Tinte fortemente etiche
La luce è ora, fra l’altro, anche nel titolo di un altro libro di Pusterla, Una luce che non si spegne Luoghi, maestri e compagni di via (Casagrande, pp. 247, € 18,00). Non poche pagine di questi saggi e ricordi aiutano a leggere, in controluce, la scrittura poetica dello stesso autore. Un tombeau per Giovanni Orelli per esempio (La fisarmonica del funambolo), si può facilmente accostare a una lirica composta appunto in memoria dello scrittore ticinese (scomparso nel 2016).
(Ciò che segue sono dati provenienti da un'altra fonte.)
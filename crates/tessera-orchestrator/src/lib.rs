//! Tessera Orchestrator
//!
//! Runs resolved pipelines end to end.
//!
//! # Architecture
//!
//! ```text
//! ┌─────────────────────────────────────────────────────────────┐
//! │                          Engine                             │
//! │  - resolves one provider per run (fails before any task)    │
//! │  - builds the run context (retry policy, limiter, augmenter)│
//! └─────────────────────────────────────────────────────────────┘
//!                               │
//!                               ▼
//! ┌─────────────────────────────────────────────────────────────┐
//! │                   IterationController                       │
//! │  - bounded loop: designing → assembled → iterating/finalized│
//! └─────────────────────────────────────────────────────────────┘
//!                               │
//!                               ▼
//! ┌─────────────────────────────────────────────────────────────┐
//! │                        Scheduler                            │
//! │  - one pass: batches in order, tasks in a batch concurrently│
//! │  - merges partial states in completion order                │
//! └─────────────────────────────────────────────────────────────┘
//!                               │
//!                               ▼
//! ┌─────────────────────────────────────────────────────────────┐
//! │                 PromptTask / AssemblyTask                   │
//! │  - template → retrying generation call → normalization      │
//! └─────────────────────────────────────────────────────────────┘
//! ```
//!
//! # Usage
//!
//! ```ignore
//! let def = PipelineDef::load("pipeline.json")?;
//! let config = EngineConfig::load("engine.json")?;
//! let pipeline = resolve_pipeline(&def, &config)?;
//!
//! let engine = Engine::from_config(&config);
//! let outcome = engine
//!   .run(&pipeline, RunRequest::new("..."), CancellationToken::new())
//!   .await?;
//! ```

mod controller;
mod engine;
mod error;
mod events;
mod pipeline;
mod scheduler;
mod tasks;

pub use controller::{Completed, IterationController, Phase};
pub use engine::{Engine, RunOutcome, RunRequest};
pub use error::{OrchestratorError, PipelineError};
pub use events::{ChannelNotifier, NoopNotifier, RunEvent, RunNotifier};
pub use pipeline::{Pipeline, resolve_pipeline};
pub use scheduler::Scheduler;
pub use tasks::{AssemblyTask, DEFAULT_DEGRADATION_PENALTY, PromptTask};
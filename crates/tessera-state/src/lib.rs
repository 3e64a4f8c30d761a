//! Tessera State
//!
//! The record threaded through a pipeline run and the reducers that fold
//! task contributions into it.
//!
//! Tasks never mutate [`GraphState`]. Each task execution returns one
//! [`PartialState`], a sparse set of updates, and the scheduler folds it in
//! with [`merge`] (or [`merge_batch`] for a whole batch at once):
//!
//! - `messages` are appended, each merged block ordered by completion time;
//! - `task_results` are last-write-wins per task name;
//! - `report` and `iteration` are overwritten.
//!
//! A partial has no way to delete another task's contribution.

mod error;
mod merge;
mod message;
mod report;
mod state;

pub use error::StateError;
pub use merge::{merge, merge_batch};
pub use message::{Message, MessageKind};
pub use report::{OVERALL, Report};
pub use state::{GraphState, PartialState, TaskOutput};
E se retrocediamo alle prove poetiche precedenti a Cenere, o terra, ci accorgiamo che un testo come Settimana dell’ombra (in Argéman, 2014), dedicato a Sereni, è doppiato da un intervento quale Sulle tracce di Vittorio Sereni: oltre a essere una penetrante lettura critica, il saggio offre parecchi spunti a chi voglia misurare l’importanza di Sereni per la stessa poesia di Pusterla (un poemetto come Un posto di vacanza, segnalato qui come «epicentro» della lirica sereniana, lascia probabilmente la sua impronta nell’ultima maniera del nostro).
In un panorama come quello disegnato, che ha non di rado tinte fortemente etiche o addirittura risentite, la Letteratura non ha certo funzione puramente esteriore, non assolve mai a un ruolo facilmente esornativo o giocoso. Nemmeno quando, mettiamo, la citazione è persino esposta, come nel titolo stesso della raccolta: Cenere, o terra è infatti un sintagma estratto dal Purgatorio dantesco (come dantesco è l’intarsio di cui si compone la Lettera a W. H. Auden, dietro la quale si intravede peraltro – auspice la nota autoriale – un’altra presenza carissima a Pusterla: quella Maria Corti che seguì i suoi studi universitari, e che ebbe parte non trascurabile nell’allestimento del suo libro d’esordio, Concessione all’inverno, nel 1985). A questa patina di cultura la tempra alto-lombarda mette una notevole sordina. Eppure la parola letteraria altrui è non di rado sollecitata: dalla eternità «retrouvée» di Rimbaud alla «libellula» di Gozzano, dai Millimetri di Milo De Angelis indietro fino all’esilio di Ovidio a Tomi, a un «vento dell’Ovest» che sa forse anche di Shelley. Ma non è certo una condizione privilegiata, quella della poesia, se può talora persino pentirsi «d’aver tentato di dire». È anch’essa, invece, «memoria del mondo», strumento per dissodare ciò che è sprofondato, o traccia non troppo diversa dal solco di un fiume. O dall’esistenza di un ghiacciaio: «bianco» come la «pagina» su cui la «parola tracciata (…) non dura ma vive».